(Saved entries)
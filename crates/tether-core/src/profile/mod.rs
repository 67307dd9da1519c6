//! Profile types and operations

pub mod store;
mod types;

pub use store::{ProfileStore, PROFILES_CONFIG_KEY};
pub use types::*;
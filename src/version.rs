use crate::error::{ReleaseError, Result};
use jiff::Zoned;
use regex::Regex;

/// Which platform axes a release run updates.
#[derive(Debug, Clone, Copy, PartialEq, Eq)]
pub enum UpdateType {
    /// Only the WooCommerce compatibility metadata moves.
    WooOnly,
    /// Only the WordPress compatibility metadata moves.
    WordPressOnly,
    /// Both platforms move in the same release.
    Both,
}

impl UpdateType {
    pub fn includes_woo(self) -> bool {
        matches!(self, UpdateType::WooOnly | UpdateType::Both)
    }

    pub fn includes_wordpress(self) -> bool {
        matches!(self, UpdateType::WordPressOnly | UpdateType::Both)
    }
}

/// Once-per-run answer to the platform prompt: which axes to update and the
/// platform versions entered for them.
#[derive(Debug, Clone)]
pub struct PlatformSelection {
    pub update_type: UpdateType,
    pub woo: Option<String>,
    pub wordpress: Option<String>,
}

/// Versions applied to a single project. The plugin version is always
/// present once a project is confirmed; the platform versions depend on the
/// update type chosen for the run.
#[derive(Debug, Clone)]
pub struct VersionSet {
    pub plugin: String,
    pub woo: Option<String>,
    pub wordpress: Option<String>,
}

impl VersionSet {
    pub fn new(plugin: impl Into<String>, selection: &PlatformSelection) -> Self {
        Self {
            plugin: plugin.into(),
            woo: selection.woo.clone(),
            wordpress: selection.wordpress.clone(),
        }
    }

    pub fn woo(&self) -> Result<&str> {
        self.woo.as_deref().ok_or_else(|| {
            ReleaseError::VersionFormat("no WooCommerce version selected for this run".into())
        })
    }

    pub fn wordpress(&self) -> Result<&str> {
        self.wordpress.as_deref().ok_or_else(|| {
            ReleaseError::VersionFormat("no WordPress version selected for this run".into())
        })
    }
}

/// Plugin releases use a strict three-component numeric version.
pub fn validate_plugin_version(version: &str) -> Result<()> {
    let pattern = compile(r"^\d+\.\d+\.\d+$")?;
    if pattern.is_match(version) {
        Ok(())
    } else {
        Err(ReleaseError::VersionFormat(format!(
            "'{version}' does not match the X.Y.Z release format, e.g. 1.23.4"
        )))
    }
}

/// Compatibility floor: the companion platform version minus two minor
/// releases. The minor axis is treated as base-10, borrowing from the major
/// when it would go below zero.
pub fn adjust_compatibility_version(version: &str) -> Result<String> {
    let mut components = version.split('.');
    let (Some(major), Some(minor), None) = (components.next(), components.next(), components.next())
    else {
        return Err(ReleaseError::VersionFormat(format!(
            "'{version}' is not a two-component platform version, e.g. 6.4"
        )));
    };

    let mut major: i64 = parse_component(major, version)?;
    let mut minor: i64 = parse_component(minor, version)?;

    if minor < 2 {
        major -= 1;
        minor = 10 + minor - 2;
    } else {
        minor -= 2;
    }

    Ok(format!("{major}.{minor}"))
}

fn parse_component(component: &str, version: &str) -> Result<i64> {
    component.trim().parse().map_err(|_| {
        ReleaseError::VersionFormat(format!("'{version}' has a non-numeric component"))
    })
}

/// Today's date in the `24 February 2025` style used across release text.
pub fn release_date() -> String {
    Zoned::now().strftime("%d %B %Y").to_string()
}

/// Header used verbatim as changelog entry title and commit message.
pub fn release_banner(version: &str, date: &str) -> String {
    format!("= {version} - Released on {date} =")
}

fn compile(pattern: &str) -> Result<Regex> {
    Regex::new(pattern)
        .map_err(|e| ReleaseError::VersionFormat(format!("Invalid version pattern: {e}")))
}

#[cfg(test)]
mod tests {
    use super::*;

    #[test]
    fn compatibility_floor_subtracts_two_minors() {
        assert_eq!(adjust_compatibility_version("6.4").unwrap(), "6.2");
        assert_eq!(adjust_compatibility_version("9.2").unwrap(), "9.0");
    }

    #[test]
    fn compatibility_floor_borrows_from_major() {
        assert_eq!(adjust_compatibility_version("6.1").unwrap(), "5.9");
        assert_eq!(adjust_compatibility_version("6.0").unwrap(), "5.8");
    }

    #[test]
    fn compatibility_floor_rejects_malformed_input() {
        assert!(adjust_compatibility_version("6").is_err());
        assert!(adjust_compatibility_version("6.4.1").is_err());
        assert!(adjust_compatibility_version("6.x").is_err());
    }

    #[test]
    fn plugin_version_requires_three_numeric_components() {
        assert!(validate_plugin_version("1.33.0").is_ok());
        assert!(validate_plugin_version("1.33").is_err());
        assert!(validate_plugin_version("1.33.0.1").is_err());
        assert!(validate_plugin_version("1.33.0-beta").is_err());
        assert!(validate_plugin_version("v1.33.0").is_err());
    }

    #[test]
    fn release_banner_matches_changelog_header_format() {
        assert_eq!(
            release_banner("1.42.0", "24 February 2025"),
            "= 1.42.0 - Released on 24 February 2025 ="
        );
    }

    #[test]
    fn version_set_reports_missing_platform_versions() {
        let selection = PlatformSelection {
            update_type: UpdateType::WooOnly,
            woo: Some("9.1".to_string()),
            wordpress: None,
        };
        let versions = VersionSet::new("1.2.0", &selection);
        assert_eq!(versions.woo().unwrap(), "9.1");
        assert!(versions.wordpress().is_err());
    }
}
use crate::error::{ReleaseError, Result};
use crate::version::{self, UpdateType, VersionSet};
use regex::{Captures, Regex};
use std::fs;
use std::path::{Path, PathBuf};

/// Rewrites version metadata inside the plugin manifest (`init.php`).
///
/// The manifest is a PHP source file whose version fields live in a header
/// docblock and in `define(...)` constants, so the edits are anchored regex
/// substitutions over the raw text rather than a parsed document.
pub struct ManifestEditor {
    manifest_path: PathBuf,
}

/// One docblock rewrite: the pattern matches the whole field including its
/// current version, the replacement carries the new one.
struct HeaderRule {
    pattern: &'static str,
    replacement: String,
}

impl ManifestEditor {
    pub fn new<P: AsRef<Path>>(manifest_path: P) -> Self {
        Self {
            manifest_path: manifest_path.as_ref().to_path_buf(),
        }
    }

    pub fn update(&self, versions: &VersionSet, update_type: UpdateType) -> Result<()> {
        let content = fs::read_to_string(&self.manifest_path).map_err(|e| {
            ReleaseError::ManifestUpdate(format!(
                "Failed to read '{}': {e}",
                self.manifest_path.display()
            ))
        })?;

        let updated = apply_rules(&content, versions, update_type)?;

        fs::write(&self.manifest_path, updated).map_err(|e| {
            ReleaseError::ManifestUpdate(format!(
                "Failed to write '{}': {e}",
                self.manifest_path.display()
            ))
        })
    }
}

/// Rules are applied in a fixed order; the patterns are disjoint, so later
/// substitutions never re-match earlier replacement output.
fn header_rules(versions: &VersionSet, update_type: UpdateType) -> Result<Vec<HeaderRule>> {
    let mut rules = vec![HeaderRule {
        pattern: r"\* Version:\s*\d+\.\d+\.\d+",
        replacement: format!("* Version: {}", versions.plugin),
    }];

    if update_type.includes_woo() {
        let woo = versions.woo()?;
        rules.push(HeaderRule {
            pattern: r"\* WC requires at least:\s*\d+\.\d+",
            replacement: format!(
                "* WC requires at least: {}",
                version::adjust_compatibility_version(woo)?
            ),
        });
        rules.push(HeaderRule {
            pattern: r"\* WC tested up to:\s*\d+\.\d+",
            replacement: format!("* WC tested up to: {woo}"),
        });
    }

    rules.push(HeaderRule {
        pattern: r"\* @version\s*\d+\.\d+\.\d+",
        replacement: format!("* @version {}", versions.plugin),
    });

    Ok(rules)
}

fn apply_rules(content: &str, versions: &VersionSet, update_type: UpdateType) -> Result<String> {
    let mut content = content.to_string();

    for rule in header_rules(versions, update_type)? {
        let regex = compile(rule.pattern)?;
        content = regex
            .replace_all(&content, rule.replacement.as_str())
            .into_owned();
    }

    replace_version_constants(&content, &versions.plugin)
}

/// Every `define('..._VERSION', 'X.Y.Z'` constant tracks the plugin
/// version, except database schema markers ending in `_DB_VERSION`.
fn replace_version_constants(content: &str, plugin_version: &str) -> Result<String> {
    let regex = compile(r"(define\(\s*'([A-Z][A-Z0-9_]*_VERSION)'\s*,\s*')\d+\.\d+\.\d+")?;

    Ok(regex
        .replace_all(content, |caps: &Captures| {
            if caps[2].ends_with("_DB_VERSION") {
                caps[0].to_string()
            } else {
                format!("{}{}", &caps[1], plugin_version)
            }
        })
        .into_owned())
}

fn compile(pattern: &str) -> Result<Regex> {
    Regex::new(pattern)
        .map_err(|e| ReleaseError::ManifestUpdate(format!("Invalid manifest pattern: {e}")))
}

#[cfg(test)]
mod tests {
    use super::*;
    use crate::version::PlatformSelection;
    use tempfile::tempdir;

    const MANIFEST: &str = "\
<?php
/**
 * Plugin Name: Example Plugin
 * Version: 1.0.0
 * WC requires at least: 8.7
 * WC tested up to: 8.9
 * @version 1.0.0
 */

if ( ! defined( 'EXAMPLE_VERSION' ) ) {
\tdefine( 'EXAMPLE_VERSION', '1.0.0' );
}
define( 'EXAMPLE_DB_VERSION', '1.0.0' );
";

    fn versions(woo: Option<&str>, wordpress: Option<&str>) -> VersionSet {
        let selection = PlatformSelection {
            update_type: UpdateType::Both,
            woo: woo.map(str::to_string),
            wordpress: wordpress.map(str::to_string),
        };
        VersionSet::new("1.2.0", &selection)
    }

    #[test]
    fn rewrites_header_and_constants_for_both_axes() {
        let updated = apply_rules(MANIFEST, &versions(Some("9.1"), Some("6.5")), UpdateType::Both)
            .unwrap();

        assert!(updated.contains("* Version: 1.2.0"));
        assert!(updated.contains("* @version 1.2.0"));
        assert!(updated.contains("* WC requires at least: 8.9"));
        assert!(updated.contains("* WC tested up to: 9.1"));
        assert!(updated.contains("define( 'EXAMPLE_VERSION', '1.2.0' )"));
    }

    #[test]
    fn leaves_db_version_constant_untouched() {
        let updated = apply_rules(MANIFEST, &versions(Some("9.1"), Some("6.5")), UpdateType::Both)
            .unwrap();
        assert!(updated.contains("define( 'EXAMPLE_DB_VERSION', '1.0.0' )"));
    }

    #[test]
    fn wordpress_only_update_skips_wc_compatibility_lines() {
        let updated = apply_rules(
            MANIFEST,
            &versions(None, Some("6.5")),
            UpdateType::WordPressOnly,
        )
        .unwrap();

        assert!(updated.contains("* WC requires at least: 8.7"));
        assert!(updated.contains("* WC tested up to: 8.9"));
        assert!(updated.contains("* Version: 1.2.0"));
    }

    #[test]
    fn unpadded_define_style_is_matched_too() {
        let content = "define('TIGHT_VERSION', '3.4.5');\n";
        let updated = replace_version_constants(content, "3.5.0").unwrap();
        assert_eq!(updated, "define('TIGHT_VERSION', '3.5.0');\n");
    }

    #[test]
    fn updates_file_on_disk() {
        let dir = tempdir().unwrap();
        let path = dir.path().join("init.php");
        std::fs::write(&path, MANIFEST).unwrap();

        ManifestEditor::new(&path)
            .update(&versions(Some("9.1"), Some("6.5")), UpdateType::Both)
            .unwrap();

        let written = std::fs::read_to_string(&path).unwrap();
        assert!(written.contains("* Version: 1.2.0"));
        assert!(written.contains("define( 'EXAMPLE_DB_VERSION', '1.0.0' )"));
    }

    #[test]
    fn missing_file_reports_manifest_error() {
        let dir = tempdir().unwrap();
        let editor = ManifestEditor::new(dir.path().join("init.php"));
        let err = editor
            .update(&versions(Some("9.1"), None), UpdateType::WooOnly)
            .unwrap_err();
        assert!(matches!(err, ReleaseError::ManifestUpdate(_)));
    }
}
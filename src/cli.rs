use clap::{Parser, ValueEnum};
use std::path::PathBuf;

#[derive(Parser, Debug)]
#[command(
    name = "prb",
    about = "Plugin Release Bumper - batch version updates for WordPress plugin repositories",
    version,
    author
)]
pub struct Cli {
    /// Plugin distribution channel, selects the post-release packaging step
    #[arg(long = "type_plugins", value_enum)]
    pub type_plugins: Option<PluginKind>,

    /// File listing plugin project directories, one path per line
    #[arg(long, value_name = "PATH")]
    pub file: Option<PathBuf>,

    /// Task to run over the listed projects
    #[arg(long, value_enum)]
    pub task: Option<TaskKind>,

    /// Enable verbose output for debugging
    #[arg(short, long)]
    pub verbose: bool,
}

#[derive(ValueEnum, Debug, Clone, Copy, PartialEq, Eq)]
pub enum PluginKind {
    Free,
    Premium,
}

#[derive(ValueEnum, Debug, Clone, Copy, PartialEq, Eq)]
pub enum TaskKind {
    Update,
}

*PROBLEM TO WORK ON*
Output each line of the records above exactly, beginning at the first, and stop once the line containing "the same release." has been output.

*SOLUTION TO THE EXERCISE*
filename crates/tether-core/src/profile/mod.rs
repository 67307dd9da1519c6
//! Profile types and operations

pub mod store;
mod types;

pub use store::{ProfileStore, PROFILES_CONFIG_KEY};
pub use types::*;
filename src/version.rs
use crate::error::{ReleaseError, Result};
use jiff::Zoned;
use regex::Regex;

/// Which platform axes a release run updates.
#[derive(Debug, Clone, Copy, PartialEq, Eq)]
pub enum UpdateType {
    /// Only the WooCommerce compatibility metadata moves.
    WooOnly,
    /// Only the WordPress compatibility metadata moves.
    WordPressOnly,
    /// Both platforms move in the same release.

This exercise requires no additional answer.